Can we represent an improper integral as $\int_{-\infty}^{\infty} f(x)\,dx = \lim_{a \to \infty} \int_{-a}^a f(x)\,dx$?
Your question is not silly; it's important to be clear on the definitions of these things.
It is indeed different if you write the above like that. Consider for instance an arbitrary odd function $f : \mathbb R \to \mathbb R$ (a function is called odd if $f(-x) = -f(x)$). Then, using your definition, $$ \int_{-\infty}^{\infty} f(x) \, dx = \lim_{a \to \infty} \int_{-a}^{a} f(x) \, dx = \lim_{a \to \infty} \int_{-a}^0 f(x) \, dx + \int_0^a f(x) \, dx = 0, $$ which implies that the integral from $-\infty$ to $\infty$ of $f$ is $0$, no matter how pathological it is.

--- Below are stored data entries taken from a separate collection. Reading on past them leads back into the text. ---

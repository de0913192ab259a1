// Copyright (c) 2024-present, tuple-archive contributors
// This source code is licensed under both the Apache 2.0 and MIT License
// (found in the LICENSE-* files in the repository)

//! A hand-rolled reader for the line-protocol text format (spec §6): this
//! crate's variant gives the measurement the role of the property URI and
//! pulls the item URI out of a dedicated `item` tag, which the generic
//! line-protocol parsers in the wider ecosystem don't model, so this
//! module is written from scratch rather than wrapping one of them.
//!
//! Grammar: `measurement,tag=value[,...] field=value[,...] [timestamp]`,
//! with backslash-escaping of `,`, `=`, space, `"`, and `\` throughout, and
//! `\t` decoding to a literal tab inside quoted field values.

use super::with_default_context;
use crate::Tuple;
use crate::Value;
use std::fmt;

/// Failures parsing one line-protocol line.
#[derive(Debug)]
pub enum LineProtocolError {
    Empty,
    MissingFields,
    MissingItemTag,
    MalformedTag(String),
    MalformedField(String),
    InvalidTimestamp(String),
    InvalidIntegerField(String),
    InvalidNumericField(String),
    UnterminatedQuote,
}

impl fmt::Display for LineProtocolError {
    fn fmt(&self, f: &mut fmt::Formatter<'_>) -> fmt::Result {
        match self {
            Self::Empty => write!(f, "empty line"),
            Self::MissingFields => write!(f, "line has no field set"),
            Self::MissingItemTag => write!(f, "line has no `item` tag"),
            Self::MalformedTag(s) => write!(f, "malformed tag: {s}"),
            Self::MalformedField(s) => write!(f, "malformed field: {s}"),
            Self::InvalidTimestamp(s) => write!(f, "invalid timestamp: {s}"),
            Self::InvalidIntegerField(s) => write!(f, "invalid integer field: {s}"),
            Self::InvalidNumericField(s) => write!(f, "invalid numeric field: {s}"),
            Self::UnterminatedQuote => write!(f, "unterminated quoted string"),
        }
    }
}

impl std::error::Error for LineProtocolError {}

/// Parses one line-protocol line into a single [`Tuple`], using `now_ms`
/// to stamp a timestamp when the line carries none. A line with more than
/// one field in its field set uses only the first; later fields are
/// logged and dropped (this parser, like the Store API it feeds, produces
/// one tuple at a time).
pub fn parse_line(line: &str, now_ms: impl FnOnce() -> i64) -> Result<Tuple, LineProtocolError> {
    let line = line.trim();
    if line.is_empty() {
        return Err(LineProtocolError::Empty);
    }

    let segments = split_unescaped_unquoted(line, ' ');
    let series_part = segments.first().ok_or(LineProtocolError::Empty)?;
    let fields_part = segments.get(1).ok_or(LineProtocolError::MissingFields)?;
    let timestamp_part = segments.get(2);

    let series_tokens = split_unescaped(series_part, ',');
    let measurement = series_tokens.first().ok_or(LineProtocolError::Empty)?;
    let property = unescape(measurement);

    let mut item = None;
    for tag in &series_tokens[1..] {
        let (key, value) = split_once_unescaped(tag, '=').ok_or_else(|| LineProtocolError::MalformedTag(tag.clone()))?;
        if unescape(&key) == "item" {
            item = Some(unescape(&value));
        }
    }
    let item = item.ok_or(LineProtocolError::MissingItemTag)?;

    let field_tokens = split_unescaped_unquoted_commas(fields_part)?;
    let first_field = field_tokens.first().ok_or(LineProtocolError::MissingFields)?;
    if field_tokens.len() > 1 {
        log::debug!("line-protocol line has {} fields; using only the first", field_tokens.len());
    }
    let (_field_key, raw_value) =
        split_once_unescaped(first_field, '=').ok_or_else(|| LineProtocolError::MalformedField(first_field.clone()))?;
    let value = parse_field_value(&raw_value)?;

    let time = match timestamp_part {
        Some(raw) => raw
            .parse::<i64>()
            .map_err(|_| LineProtocolError::InvalidTimestamp(raw.clone()))?
            / 1_000_000,
        None => now_ms(),
    };

    Ok(with_default_context(item, property, time, 0, value))
}

fn parse_field_value(raw: &str) -> Result<Value, LineProtocolError> {
    if let Some(inner) = raw.strip_prefix('"') {
        let inner = inner.strip_suffix('"').ok_or(LineProtocolError::UnterminatedQuote)?;
        return Ok(Value::String(unescape(inner)));
    }
    if let Some(digits) = raw.strip_suffix('i') {
        return digits
            .parse::<i64>()
            .map(Value::Int64)
            .map_err(|_| LineProtocolError::InvalidIntegerField(raw.to_string()));
    }
    match raw {
        "t" | "true" | "T" | "True" => return Ok(Value::Bool(true)),
        "f" | "false" | "F" | "False" => return Ok(Value::Bool(false)),
        _ => {}
    }
    raw.parse::<f64>()
        .map(Value::Float64)
        .map_err(|_| LineProtocolError::InvalidNumericField(raw.to_string()))
}

/// Unescapes `\,`, `\=`, `\ `, `\"`, `\\` to their literal character, and
/// `\t` to an actual tab — the escape set spec §6 names for this format.
fn unescape(s: &str) -> String {
    let mut out = String::with_capacity(s.len());
    let mut chars = s.chars().peekable();
    while let Some(c) = chars.next() {
        if c != '\\' {
            out.push(c);
            continue;
        }
        match chars.peek() {
            Some(',') => {
                out.push(',');
                chars.next();
            }
            Some('=') => {
                out.push('=');
                chars.next();
            }
            Some(' ') => {
                out.push(' ');
                chars.next();
            }
            Some('"') => {
                out.push('"');
                chars.next();
            }
            Some('\\') => {
                out.push('\\');
                chars.next();
            }
            Some('t') => {
                out.push('\t');
                chars.next();
            }
            _ => out.push('\\'),
        }
    }
    out
}

/// Splits `s` on unescaped occurrences of `sep`, never looking inside a
/// `"`-quoted run (used for the top-level space split, where quoted field
/// values may contain literal spaces).
fn split_unescaped_unquoted(s: &str, sep: char) -> Vec<String> {
    let mut out = Vec::new();
    let mut current = String::new();
    let mut escaped = false;
    let mut in_quotes = false;
    for c in s.chars() {
        if escaped {
            current.push(c);
            escaped = false;
            continue;
        }
        match c {
            '\\' => {
                current.push(c);
                escaped = true;
            }
            '"' => {
                in_quotes = !in_quotes;
                current.push(c);
            }
            c if c == sep && !in_quotes => {
                out.push(std::mem::take(&mut current));
            }
            c => current.push(c),
        }
    }
    out.push(current);
    out
}

/// Splits `s` on unescaped occurrences of `sep`, with no quote-awareness
/// (used for the tag set, which never contains quoted values).
fn split_unescaped(s: &str, sep: char) -> Vec<String> {
    let mut out = Vec::new();
    let mut current = String::new();
    let mut escaped = false;
    for c in s.chars() {
        if escaped {
            current.push(c);
            escaped = false;
            continue;
        }
        if c == '\\' {
            current.push(c);
            escaped = true;
        } else if c == sep {
            out.push(std::mem::take(&mut current));
        } else {
            current.push(c);
        }
    }
    out.push(current);
    out
}

/// As [`split_unescaped`], but commas inside a `"`-quoted run do not split
/// (used for the field set, whose string values may contain literal
/// commas).
fn split_unescaped_unquoted_commas(s: &str) -> Result<Vec<String>, LineProtocolError> {
    let mut out = Vec::new();
    let mut current = String::new();
    let mut escaped = false;
    let mut in_quotes = false;
    for c in s.chars() {
        if escaped {
            current.push(c);
            escaped = false;
            continue;
        }
        match c {
            '\\' => {
                current.push(c);
                escaped = true;
            }
            '"' => {
                in_quotes = !in_quotes;
                current.push(c);
            }
            ',' if !in_quotes => out.push(std::mem::take(&mut current)),
            c => current.push(c),
        }
    }
    if in_quotes {
        return Err(LineProtocolError::UnterminatedQuote);
    }
    out.push(current);
    Ok(out)
}

/// Splits `s` at the first unescaped `sep`, returning `(before, after)`.
fn split_once_unescaped(s: &str, sep: char) -> Option<(String, String)> {
    let mut escaped = false;
    let chars: Vec<char> = s.chars().collect();
    for (i, &c) in chars.iter().enumerate() {
        if escaped {
            escaped = false;
            continue;
        }
        if c == '\\' {
            escaped = true;
        } else if c == sep {
            let before: String = chars[..i].iter().collect();
            let after: String = chars[i + 1..].iter().collect();
            return Some((before, after));
        }
    }
    None
}

#[cfg(test)]
mod tests {
    use super::*;

    #[test]
    fn scenario_s1_int_field_with_default_timestamp() {
        let tuple = parse_line("http://example.org/p,item=http://example.org/i value=42i", || 1_700_000_000).unwrap();
        assert_eq!(tuple.item, "http://example.org/i");
        assert_eq!(tuple.property, "http://example.org/p");
        assert_eq!(tuple.time, 1_700_000_000);
        assert_eq!(tuple.value, Value::Int64(42));
    }

    #[test]
    fn explicit_nanosecond_timestamp_divides_to_milliseconds() {
        let tuple = parse_line(
            "http://example.org/p,item=http://example.org/i value=1 1529592952925259295",
            || 0,
        )
        .unwrap();
        assert_eq!(tuple.time, 1_529_592_952_925);
    }

    #[test]
    fn double_field_without_suffix() {
        let tuple = parse_line("http://example.org/p,item=http://example.org/i value=3.5", || 0).unwrap();
        assert_eq!(tuple.value, Value::Float64(3.5));
    }

    #[test]
    fn boolean_fields() {
        let t = parse_line("http://example.org/p,item=http://example.org/i value=t", || 0).unwrap();
        assert_eq!(t.value, Value::Bool(true));
        let f = parse_line("http://example.org/p,item=http://example.org/i value=f", || 0).unwrap();
        assert_eq!(f.value, Value::Bool(false));
    }

    #[test]
    fn quoted_string_field_with_escaped_comma_and_space() {
        let tuple = parse_line(
            r#"http://example.org/p,item=http://example.org/i value="a\,b\ c""#,
            || 0,
        )
        .unwrap();
        assert_eq!(tuple.value, Value::String("a,b c".to_string()));
    }

    #[test]
    fn missing_item_tag_is_an_error() {
        let result = parse_line("http://example.org/p value=1", || 0);
        assert!(matches!(result, Err(LineProtocolError::MissingItemTag)));
    }
}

Clearly we don't want to consider arbitrary odd $f$ to integrate to $0$ over the entire real line. Take as an example $f(x) = x$. The concern becomes especially obvious if we consider $$ \lim_{a \to \infty} \int_{-a}^{2a} x \, dx = \lim_{a \to \infty} \frac 3 2 a^2 = \infty \neq 0, $$ so the "rate" at which the upper and lower bounds move changes the answer.
The method of splitting up the integral into two improper integrals is thus used as a convention; it doesn't have this problem. In fact, you can prove that if splitting up the integral yields a convergent result, then so will your method. In essence, the method of splitting up the integral prevents "too many" things from converging.

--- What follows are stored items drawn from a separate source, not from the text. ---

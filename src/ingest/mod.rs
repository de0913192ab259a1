// Copyright (c) 2024-present, tuple-archive contributors
// This source code is licensed under both the Apache 2.0 and MIT License
// (found in the LICENSE-* files in the repository)

//! Convenience ingestion parsers (spec §6, `ingest` feature): thin,
//! dependency-light readers for two text formats that produce [`Tuple`]
//! values for [`crate::ArchiveStore::put`]. Neither format carries a
//! context URI, so both modules stamp every tuple they produce with
//! [`DEFAULT_CONTEXT`] — see `DESIGN.md`.
//!
//! These are consumers of the Store API, not part of the core engine: a
//! parse failure never touches archive state, and neither module depends
//! on anything beyond [`crate::Tuple`]/[`crate::Value`].

use crate::Tuple;

pub mod json;
pub mod line_protocol;

/// The context URI stamped onto every tuple produced by these parsers,
/// since neither the line-protocol nor the JSON format names a context.
pub const DEFAULT_CONTEXT: &str = "urn:tuple-archive:default-context";

fn with_default_context(item: String, property: String, time: i64, seq_nr: i32, value: crate::Value) -> Tuple {
    Tuple::new(item, property, DEFAULT_CONTEXT, time, seq_nr, value)
}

What you are suggesting does in fact have a name; it is the Cauchy principal value of the improper integral. This is useful in some special cases but certainly should not be used all the time for the reasons given above.
The limit $\lim_{a \to \infty} \int_{-a}^a f(t) d t$ is called the principal value (PV) of the improper integral.
Now, if the inetgral $$\int_{-\infty}^{\infty} f(x)\,dx = \lim_{A \to -\infty} \int_A^Cf(x)\,dx + \lim_{B \to \infty} \int_C^B f(x)\,dx$$ is convergent, then the PV exist and is equal to the integral.
BUT, there are many situations (for example any divergent integral of an odd function) where the PV is convergent but the integral is not convergent.
The main reason why people use the given definition and not the PV is because many of the properties of integral extend to the definition we use but not to the PV. For example, substitution rule does not work for PV (try the substitution $u=x+1$ for $f(x)=x$).
Counterexample $f(x)=\frac{1}{x}$ for $|x|\gt 1$ and $f(x)=0$ for $-1\le x\le 1$. The symmetric case $\lim_{a\to \infty}\int_{-a}^af(x)dx=0$ However the general case with different limits does not converge.